> [Work to complete]:
Repeat the entries below in full, with every character unchanged.

*** Opening of Material provided ***

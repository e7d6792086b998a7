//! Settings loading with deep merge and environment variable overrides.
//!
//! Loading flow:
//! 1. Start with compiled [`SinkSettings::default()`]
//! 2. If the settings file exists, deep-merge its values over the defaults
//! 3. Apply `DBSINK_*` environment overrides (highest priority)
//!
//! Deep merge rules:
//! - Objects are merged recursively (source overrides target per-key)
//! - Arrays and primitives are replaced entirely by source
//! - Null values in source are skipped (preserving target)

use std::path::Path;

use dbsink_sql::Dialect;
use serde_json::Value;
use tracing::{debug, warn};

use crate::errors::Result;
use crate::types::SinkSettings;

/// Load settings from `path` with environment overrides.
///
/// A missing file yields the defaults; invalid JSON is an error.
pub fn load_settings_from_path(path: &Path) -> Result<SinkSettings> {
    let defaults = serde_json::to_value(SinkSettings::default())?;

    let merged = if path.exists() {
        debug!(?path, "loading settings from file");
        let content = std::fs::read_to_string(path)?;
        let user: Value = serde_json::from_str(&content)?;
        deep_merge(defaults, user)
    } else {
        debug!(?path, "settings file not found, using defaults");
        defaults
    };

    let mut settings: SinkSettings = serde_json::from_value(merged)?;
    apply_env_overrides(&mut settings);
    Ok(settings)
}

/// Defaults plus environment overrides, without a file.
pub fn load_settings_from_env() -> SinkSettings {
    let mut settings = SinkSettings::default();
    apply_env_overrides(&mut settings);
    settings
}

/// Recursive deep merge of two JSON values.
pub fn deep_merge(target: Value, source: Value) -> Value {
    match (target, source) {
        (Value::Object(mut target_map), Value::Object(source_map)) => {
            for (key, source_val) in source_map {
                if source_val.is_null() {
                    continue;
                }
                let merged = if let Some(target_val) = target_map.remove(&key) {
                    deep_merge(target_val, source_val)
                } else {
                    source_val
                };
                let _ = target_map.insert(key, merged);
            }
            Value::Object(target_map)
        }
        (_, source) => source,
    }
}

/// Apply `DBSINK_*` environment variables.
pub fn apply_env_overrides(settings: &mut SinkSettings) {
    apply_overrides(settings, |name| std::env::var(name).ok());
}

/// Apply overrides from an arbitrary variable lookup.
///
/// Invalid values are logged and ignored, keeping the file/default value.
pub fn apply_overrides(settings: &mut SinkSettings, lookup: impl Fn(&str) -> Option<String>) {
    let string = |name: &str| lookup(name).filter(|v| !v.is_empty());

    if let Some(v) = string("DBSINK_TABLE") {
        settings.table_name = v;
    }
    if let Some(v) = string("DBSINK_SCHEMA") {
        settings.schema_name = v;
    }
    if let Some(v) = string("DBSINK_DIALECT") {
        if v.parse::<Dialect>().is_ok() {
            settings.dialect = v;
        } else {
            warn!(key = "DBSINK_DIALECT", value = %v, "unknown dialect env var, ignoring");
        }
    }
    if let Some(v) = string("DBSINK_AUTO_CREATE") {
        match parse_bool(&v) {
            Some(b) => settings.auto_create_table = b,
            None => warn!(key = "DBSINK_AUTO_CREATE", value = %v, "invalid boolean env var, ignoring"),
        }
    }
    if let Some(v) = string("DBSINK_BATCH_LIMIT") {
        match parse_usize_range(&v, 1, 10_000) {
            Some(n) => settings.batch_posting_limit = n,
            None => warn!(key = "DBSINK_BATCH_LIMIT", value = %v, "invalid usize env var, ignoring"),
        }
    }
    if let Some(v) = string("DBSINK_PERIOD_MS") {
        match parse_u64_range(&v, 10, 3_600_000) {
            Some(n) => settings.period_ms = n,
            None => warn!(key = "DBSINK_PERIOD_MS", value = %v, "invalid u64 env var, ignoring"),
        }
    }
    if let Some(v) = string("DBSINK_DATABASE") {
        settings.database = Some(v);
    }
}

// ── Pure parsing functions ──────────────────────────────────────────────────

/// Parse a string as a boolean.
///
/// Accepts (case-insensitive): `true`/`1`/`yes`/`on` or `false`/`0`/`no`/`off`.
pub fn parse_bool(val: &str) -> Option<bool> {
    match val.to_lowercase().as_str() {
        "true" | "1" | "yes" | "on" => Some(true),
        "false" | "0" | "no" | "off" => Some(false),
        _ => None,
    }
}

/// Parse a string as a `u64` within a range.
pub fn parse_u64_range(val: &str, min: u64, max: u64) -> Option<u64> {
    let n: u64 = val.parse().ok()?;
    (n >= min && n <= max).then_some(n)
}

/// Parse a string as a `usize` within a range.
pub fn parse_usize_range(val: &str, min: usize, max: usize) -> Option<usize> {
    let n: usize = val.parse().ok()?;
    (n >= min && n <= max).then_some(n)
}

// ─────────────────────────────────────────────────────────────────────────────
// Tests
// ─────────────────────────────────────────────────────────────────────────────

*** Close of Material provided ***

> [Solution to this exercise]:
repository e7d6792086b998a7
//! Settings loading with deep merge and environment variable overrides.
//!
//! Loading flow:
//! 1. Start with compiled [`SinkSettings::default()`]
//! 2. If the settings file exists, deep-merge its values over the defaults
//! 3. Apply `DBSINK_*` environment overrides (highest priority)
//!
//! Deep merge rules:
//! - Objects are merged recursively (source overrides target per-key)
//! - Arrays and primitives are replaced entirely by source
//! - Null values in source are skipped (preserving target)

use std::path::Path;

use dbsink_sql::Dialect;
use serde_json::Value;
use tracing::{debug, warn};

use crate::errors::Result;
use crate::types::SinkSettings;

/// Load settings from `path` with environment overrides.
///
/// A missing file yields the defaults; invalid JSON is an error.
pub fn load_settings_from_path(path: &Path) -> Result<SinkSettings> {
    let defaults = serde_json::to_value(SinkSettings::default())?;

    let merged = if path.exists() {
        debug!(?path, "loading settings from file");
        let content = std::fs::read_to_string(path)?;
        let user: Value = serde_json::from_str(&content)?;
        deep_merge(defaults, user)
    } else {
        debug!(?path, "settings file not found, using defaults");
        defaults
    };

    let mut settings: SinkSettings = serde_json::from_value(merged)?;
    apply_env_overrides(&mut settings);
    Ok(settings)
}

/// Defaults plus environment overrides, without a file.
pub fn load_settings_from_env() -> SinkSettings {
    let mut settings = SinkSettings::default();
    apply_env_overrides(&mut settings);
    settings
}

/// Recursive deep merge of two JSON values.
pub fn deep_merge(target: Value, source: Value) -> Value {
    match (target, source) {
        (Value::Object(mut target_map), Value::Object(source_map)) => {
            for (key, source_val) in source_map {
                if source_val.is_null() {
                    continue;
                }
                let merged = if let Some(target_val) = target_map.remove(&key) {
                    deep_merge(target_val, source_val)
                } else {
                    source_val
                };
                let _ = target_map.insert(key, merged);
            }
            Value::Object(target_map)
        }
        (_, source) => source,
    }
}

/// Apply `DBSINK_*` environment variables.
pub fn apply_env_overrides(settings: &mut SinkSettings) {
    apply_overrides(settings, |name| std::env::var(name).ok());
}

/// Apply overrides from an arbitrary variable lookup.
///
/// Invalid values are logged and ignored, keeping the file/default value.
pub fn apply_overrides(settings: &mut SinkSettings, lookup: impl Fn(&str) -> Option<String>) {
    let string = |name: &str| lookup(name).filter(|v| !v.is_empty());

    if let Some(v) = string("DBSINK_TABLE") {
        settings.table_name = v;
    }
    if let Some(v) = string("DBSINK_SCHEMA") {
        settings.schema_name = v;
    }
    if let Some(v) = string("DBSINK_DIALECT") {
        if v.parse::<Dialect>().is_ok() {
            settings.dialect = v;
        } else {
            warn!(key = "DBSINK_DIALECT", value = %v, "unknown dialect env var, ignoring");
        }
    }
    if let Some(v) = string("DBSINK_AUTO_CREATE") {
        match parse_bool(&v) {
            Some(b) => settings.auto_create_table = b,
            None => warn!(key = "DBSINK_AUTO_CREATE", value = %v, "invalid boolean env var, ignoring"),
        }
    }
    if let Some(v) = string("DBSINK_BATCH_LIMIT") {
        match parse_usize_range(&v, 1, 10_000) {
            Some(n) => settings.batch_posting_limit = n,
            None => warn!(key = "DBSINK_BATCH_LIMIT", value = %v, "invalid usize env var, ignoring"),
        }
    }
    if let Some(v) = string("DBSINK_PERIOD_MS") {
        match parse_u64_range(&v, 10, 3_600_000) {
            Some(n) => settings.period_ms = n,
            None => warn!(key = "DBSINK_PERIOD_MS", value = %v, "invalid u64 env var, ignoring"),
        }
    }
    if let Some(v) = string("DBSINK_DATABASE") {
        settings.database = Some(v);
    }
}

// ── Pure parsing functions ──────────────────────────────────────────────────

/// Parse a string as a boolean.
///
/// Accepts (case-insensitive): `true`/`1`/`yes`/`on` or `false`/`0`/`no`/`off`.
pub fn parse_bool(val: &str) -> Option<bool> {
    match val.to_lowercase().as_str() {
        "true" | "1" | "yes" | "on" => Some(true),
        "false" | "0" | "no" | "off" => Some(false),
        _ => None,
    }
}

/// Parse a string as a `u64` within a range.
pub fn parse_u64_range(val: &str, min: u64, max: u64) -> Option<u64> {
    let n: u64 = val.parse().ok()?;
    (n >= min && n <= max).then_some(n)
}

/// Parse a string as a `usize` within a range.
pub fn parse_usize_range(val: &str, min: usize, max: usize) -> Option<usize> {
    let n: usize = val.parse().ok()?;
    (n >= min && n <= max).then_some(n)
}

// ─────────────────────────────────────────────────────────────────────────────
// Tests
// ─────────────────────────────────────────────────────────────────────────────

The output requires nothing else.